══ Data supplied ══

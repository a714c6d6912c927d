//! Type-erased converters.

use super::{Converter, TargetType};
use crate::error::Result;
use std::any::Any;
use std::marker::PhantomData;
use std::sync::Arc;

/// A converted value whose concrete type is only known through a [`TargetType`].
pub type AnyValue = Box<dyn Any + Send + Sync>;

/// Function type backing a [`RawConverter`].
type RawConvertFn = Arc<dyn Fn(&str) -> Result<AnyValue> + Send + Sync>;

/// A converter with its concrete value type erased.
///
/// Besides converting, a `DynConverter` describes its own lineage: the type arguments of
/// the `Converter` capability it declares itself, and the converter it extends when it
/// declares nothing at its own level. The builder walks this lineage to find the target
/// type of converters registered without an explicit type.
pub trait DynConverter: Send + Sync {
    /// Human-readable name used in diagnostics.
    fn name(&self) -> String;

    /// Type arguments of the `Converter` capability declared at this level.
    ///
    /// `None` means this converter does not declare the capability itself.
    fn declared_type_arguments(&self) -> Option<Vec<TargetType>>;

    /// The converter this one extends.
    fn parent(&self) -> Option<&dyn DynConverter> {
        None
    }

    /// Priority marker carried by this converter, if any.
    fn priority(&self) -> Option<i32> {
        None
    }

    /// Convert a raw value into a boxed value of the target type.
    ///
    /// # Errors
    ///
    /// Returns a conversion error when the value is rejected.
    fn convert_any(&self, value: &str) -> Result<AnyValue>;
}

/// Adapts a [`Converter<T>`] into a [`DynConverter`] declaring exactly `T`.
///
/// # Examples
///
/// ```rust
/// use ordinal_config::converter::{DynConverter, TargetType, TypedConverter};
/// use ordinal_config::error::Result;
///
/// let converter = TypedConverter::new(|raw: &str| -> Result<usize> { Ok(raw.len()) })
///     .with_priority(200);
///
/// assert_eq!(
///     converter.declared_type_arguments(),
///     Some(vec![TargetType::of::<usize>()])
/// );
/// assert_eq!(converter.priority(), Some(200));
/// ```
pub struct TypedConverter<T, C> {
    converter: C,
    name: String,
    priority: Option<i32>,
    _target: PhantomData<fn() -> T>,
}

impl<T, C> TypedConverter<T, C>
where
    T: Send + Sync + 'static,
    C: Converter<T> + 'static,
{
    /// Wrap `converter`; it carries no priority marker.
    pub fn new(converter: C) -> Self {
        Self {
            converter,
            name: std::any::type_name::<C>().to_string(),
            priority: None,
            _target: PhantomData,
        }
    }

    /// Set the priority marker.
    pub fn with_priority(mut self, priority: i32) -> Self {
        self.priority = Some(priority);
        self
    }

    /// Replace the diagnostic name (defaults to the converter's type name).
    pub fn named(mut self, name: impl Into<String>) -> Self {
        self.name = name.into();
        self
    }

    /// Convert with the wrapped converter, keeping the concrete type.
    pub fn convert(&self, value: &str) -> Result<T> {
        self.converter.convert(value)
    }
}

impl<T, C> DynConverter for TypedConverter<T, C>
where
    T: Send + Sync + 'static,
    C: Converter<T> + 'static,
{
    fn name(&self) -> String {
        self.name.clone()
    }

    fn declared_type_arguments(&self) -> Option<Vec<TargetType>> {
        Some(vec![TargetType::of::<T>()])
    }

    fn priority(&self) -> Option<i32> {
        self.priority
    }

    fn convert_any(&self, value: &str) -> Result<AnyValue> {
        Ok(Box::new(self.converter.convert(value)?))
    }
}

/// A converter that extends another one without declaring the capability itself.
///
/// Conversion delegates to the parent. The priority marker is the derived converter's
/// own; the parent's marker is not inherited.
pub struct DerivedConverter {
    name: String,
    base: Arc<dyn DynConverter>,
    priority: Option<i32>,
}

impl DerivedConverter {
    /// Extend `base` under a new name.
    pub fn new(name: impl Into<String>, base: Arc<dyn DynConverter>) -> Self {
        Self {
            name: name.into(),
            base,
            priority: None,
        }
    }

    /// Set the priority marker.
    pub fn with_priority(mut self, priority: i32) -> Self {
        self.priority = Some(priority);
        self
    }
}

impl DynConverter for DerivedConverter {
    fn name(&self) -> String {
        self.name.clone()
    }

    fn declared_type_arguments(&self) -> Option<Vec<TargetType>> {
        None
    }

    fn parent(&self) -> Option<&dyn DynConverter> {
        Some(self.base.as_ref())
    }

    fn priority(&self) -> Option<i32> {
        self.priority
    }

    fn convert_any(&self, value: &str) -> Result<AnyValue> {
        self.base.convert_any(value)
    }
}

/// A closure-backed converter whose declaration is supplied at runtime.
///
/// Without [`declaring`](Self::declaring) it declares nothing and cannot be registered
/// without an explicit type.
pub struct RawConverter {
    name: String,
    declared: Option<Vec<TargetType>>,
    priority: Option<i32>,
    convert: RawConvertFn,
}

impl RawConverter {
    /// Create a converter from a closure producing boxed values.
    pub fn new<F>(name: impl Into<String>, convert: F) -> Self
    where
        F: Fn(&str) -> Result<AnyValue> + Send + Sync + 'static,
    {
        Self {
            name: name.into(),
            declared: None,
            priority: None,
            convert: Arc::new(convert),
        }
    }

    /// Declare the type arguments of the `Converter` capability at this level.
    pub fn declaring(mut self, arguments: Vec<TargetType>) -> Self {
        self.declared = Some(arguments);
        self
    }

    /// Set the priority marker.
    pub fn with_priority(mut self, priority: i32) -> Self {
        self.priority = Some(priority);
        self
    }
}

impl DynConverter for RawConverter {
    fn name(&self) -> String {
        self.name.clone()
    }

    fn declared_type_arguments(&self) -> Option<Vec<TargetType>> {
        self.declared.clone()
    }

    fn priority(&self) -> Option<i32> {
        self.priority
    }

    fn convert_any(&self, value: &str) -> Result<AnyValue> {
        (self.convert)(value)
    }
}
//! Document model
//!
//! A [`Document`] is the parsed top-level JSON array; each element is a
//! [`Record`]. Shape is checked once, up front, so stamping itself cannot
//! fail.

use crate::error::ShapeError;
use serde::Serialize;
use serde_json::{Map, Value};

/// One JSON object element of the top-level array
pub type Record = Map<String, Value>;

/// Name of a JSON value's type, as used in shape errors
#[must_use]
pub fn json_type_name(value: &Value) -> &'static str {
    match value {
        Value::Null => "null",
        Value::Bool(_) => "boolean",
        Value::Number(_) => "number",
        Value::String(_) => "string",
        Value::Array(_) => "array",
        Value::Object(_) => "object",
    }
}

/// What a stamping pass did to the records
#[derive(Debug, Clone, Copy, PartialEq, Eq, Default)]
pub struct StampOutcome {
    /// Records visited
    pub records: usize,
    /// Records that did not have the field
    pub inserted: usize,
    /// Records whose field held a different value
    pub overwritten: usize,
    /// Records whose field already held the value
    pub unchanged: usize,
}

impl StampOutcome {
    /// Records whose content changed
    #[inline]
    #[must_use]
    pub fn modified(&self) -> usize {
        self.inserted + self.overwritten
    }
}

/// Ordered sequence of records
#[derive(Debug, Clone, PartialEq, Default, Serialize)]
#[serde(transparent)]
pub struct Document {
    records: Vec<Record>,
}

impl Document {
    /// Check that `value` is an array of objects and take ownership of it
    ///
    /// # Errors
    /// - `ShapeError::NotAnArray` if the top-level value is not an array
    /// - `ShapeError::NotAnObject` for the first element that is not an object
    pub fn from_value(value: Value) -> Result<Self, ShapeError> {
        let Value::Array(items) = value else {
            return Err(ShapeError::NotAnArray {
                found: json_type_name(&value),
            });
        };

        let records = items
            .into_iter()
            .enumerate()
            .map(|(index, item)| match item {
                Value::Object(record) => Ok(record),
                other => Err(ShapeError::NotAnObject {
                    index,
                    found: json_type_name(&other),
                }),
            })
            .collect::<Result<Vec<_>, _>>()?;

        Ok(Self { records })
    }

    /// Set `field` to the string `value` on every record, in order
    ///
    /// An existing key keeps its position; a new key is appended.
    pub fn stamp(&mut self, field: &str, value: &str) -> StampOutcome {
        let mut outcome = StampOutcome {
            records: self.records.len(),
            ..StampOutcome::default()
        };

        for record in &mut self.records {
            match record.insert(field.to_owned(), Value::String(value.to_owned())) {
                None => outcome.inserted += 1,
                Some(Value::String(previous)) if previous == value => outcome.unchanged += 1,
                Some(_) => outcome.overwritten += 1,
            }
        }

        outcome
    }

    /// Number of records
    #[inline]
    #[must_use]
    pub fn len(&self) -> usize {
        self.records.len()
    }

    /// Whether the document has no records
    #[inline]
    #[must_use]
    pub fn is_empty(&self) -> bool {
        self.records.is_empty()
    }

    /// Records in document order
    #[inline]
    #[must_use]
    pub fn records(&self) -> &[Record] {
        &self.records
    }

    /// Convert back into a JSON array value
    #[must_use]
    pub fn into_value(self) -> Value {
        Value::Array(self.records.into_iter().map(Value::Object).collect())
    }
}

═══

--- Directions for this task ---
Everything from the line with "self.declared.clone()" through the line with "sequence of records" should be written out exactly as it appears above, end lines included, and nothing outside that range.

--- Output below ---
        self.declared.clone()
    }

    fn priority(&self) -> Option<i32> {
        self.priority
    }

    fn convert_any(&self, value: &str) -> Result<AnyValue> {
        (self.convert)(value)
    }
}
//! Document model
//!
//! A [`Document`] is the parsed top-level JSON array; each element is a
//! [`Record`]. Shape is checked once, up front, so stamping itself cannot
//! fail.

use crate::error::ShapeError;
use serde::Serialize;
use serde_json::{Map, Value};

/// One JSON object element of the top-level array
pub type Record = Map<String, Value>;

/// Name of a JSON value's type, as used in shape errors
#[must_use]
pub fn json_type_name(value: &Value) -> &'static str {
    match value {
        Value::Null => "null",
        Value::Bool(_) => "boolean",
        Value::Number(_) => "number",
        Value::String(_) => "string",
        Value::Array(_) => "array",
        Value::Object(_) => "object",
    }
}

/// What a stamping pass did to the records
#[derive(Debug, Clone, Copy, PartialEq, Eq, Default)]
pub struct StampOutcome {
    /// Records visited
    pub records: usize,
    /// Records that did not have the field
    pub inserted: usize,
    /// Records whose field held a different value
    pub overwritten: usize,
    /// Records whose field already held the value
    pub unchanged: usize,
}

impl StampOutcome {
    /// Records whose content changed
    #[inline]
    #[must_use]
    pub fn modified(&self) -> usize {
        self.inserted + self.overwritten
    }
}

/// Ordered sequence of records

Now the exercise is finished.